#### Task item
Pick every line from the data that holds the word "write".

#### Data extracts
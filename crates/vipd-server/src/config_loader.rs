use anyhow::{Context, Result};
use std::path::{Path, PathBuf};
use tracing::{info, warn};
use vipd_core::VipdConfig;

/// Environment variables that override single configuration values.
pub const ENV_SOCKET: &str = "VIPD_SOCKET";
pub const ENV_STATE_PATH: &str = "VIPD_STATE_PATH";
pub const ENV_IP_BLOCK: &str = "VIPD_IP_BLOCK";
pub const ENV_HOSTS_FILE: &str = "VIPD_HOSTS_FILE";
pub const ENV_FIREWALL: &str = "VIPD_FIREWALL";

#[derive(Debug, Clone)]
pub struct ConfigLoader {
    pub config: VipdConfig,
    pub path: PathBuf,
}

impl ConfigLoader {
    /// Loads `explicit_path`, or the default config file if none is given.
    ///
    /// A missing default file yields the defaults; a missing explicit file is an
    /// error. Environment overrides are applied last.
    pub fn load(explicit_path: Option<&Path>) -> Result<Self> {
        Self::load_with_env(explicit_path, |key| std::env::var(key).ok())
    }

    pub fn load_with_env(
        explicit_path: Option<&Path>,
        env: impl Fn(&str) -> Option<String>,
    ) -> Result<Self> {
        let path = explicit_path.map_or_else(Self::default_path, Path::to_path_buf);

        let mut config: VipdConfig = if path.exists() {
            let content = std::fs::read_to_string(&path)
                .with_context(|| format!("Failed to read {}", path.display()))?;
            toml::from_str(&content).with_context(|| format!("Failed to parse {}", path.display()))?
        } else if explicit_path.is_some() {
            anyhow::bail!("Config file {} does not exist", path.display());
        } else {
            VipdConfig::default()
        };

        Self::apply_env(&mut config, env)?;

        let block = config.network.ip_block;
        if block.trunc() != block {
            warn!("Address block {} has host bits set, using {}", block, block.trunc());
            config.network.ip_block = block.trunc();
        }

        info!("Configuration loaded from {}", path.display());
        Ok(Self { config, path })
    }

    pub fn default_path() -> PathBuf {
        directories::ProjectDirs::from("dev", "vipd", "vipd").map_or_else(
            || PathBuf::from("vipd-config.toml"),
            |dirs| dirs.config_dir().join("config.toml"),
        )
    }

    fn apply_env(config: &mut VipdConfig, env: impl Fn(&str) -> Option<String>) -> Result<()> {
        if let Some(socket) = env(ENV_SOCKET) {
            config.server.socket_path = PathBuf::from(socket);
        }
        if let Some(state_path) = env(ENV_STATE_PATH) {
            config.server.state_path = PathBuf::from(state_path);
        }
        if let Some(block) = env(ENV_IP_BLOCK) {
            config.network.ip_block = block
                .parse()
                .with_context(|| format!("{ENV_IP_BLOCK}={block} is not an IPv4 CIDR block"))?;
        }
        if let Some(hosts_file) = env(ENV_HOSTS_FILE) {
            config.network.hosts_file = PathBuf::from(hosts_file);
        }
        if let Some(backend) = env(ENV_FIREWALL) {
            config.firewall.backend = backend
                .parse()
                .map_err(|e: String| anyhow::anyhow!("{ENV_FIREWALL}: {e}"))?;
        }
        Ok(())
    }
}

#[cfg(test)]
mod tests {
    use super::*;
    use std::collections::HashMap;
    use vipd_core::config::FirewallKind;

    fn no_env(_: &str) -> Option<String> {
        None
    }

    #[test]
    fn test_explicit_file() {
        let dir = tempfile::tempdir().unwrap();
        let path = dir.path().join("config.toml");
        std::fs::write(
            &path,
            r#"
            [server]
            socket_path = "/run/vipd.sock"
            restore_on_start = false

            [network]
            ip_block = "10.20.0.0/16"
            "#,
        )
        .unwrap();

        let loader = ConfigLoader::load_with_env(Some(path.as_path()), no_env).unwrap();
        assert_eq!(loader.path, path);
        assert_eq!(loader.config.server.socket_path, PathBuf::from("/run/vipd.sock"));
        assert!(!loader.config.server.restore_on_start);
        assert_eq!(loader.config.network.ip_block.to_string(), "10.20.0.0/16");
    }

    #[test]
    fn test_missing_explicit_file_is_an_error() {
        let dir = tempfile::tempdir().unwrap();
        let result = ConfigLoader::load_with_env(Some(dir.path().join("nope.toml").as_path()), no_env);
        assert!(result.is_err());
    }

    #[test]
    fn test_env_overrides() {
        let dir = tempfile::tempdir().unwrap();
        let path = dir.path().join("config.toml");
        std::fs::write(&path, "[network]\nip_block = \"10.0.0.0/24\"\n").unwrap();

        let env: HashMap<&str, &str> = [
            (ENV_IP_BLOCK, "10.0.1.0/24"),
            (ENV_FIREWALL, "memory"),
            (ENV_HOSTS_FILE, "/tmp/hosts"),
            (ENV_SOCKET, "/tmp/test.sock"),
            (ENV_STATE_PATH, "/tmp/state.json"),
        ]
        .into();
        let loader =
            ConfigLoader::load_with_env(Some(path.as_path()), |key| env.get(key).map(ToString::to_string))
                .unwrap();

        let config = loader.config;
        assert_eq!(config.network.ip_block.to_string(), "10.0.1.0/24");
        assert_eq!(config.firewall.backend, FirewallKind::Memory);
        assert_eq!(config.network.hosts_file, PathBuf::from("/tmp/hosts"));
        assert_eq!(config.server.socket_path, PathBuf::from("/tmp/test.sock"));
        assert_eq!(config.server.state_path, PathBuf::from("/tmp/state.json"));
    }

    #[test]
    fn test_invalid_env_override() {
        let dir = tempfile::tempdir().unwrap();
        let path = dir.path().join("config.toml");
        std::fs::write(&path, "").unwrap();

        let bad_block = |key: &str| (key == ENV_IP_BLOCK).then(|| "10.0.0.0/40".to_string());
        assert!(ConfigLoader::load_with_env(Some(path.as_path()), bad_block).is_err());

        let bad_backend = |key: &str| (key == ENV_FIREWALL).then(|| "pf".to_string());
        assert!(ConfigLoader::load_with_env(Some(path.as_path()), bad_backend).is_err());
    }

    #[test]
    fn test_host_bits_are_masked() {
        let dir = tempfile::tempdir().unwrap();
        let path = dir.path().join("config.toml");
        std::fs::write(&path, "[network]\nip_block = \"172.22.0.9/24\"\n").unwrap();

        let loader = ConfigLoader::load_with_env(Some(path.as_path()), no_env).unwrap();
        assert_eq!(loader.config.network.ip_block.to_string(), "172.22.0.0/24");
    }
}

#### Solution for this task
        std::fs::write(
        std::fs::write(&path, "[network]\nip_block = \"10.0.0.0/24\"\n").unwrap();
        std::fs::write(&path, "").unwrap();
        std::fs::write(&path, "[network]\nip_block = \"172.22.0.9/24\"\n").unwrap();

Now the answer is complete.